Il jeta un coup d’œil à ses compagnons. Certains étaient lovés dans les fonds, d’autres se reposaient, appuyés sur leurs avirons passés dans les dames de nage et rentrés.

Lady Catherine était assise dans la chambre. Elle avait un bout de toile sur les épaules et Bolitho était appuyé contre elle comme pour dormir.

Ozzard, agenouillé, faisait le compte des rations et vérifiait le niveau d’eau douce dans leur dernière barrique. Ils n’allaient pas tenir très longtemps ainsi. Une journée de plus, et le désespoir ferait sauter les dernières résistances, comme une fièvre insidieuse.

Le brigantin s’était échoué sur le récif depuis plus d’une semaine et cela leur avait paru dix fois plus long. Leurs maigres vivres étaient épuisés, à l’exception d’un sac de biscuits. Ils avaient du cognac pour les malades, un peu de rhum lorsque l’eau douce serait finie. Demain ? Après-demain ?

Catherine s’agitait, elle émit un bref sanglot. Bolitho se réveilla comme un ressort et l’entoura de son bras pour amortir les mouvements de tangage et de roulis du canot cloqué par le soleil.

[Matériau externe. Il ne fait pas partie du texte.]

//! Configuration and log locations
//!
//! Uses the directories crate for platform-appropriate locations:
//! - Linux: `~/.config/charm-smoke/` and `~/.local/share/charm-smoke/`
//! - macOS: `~/Library/Application Support/charm-smoke/`

use std::path::{Component, Path, PathBuf};

const APP_NAME: &str = "charm-smoke";

/// Get the configuration directory path
pub fn config_dir() -> Option<PathBuf> {
    directories::ProjectDirs::from("", "", APP_NAME).map(|dirs| dirs.config_dir().to_path_buf())
}

/// Get the path to the configuration file
pub fn config_path() -> Option<PathBuf> {
    config_dir().map(|dir| dir.join("config.toml"))
}

/// Get the path to the log directory
pub fn log_dir() -> Option<PathBuf> {
    directories::ProjectDirs::from("", "", APP_NAME).map(|dirs| dirs.data_dir().join("logs"))
}

/// Default location of the persistent job log
pub fn default_log_file() -> Option<PathBuf> {
    log_dir().map(|d| d.join("job.log"))
}

/// Whether a path stays below the directory it is joined onto
///
/// Scenario workspaces are deleted recursively, so they must be relative,
/// must not climb out with `..` and must name at least one directory below
/// the base (`.` alone would be the base itself).
pub fn is_contained(path: &Path) -> bool {
    let mut named = false;
    for component in path.components() {
        match component {
            Component::Normal(_) => named = true,
            Component::CurDir => {}
            _ => return false,
        }
    }
    named
}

Keen essayait de ne pas trop songer au passé, à toutes ces années, vingt pour être précis. Ils servaient alors tous les deux dans les mers du Sud. Bolitho, jeune capitaine de frégate, commandait La Tempête. Lui était enseigne de vaisseau. Cette fois également, ils avaient dû évacuer le bord dans un canot non ponté. Bolitho s’en souvenait certainement, lui aussi, ainsi que de la jeune femme morte entre ses bras.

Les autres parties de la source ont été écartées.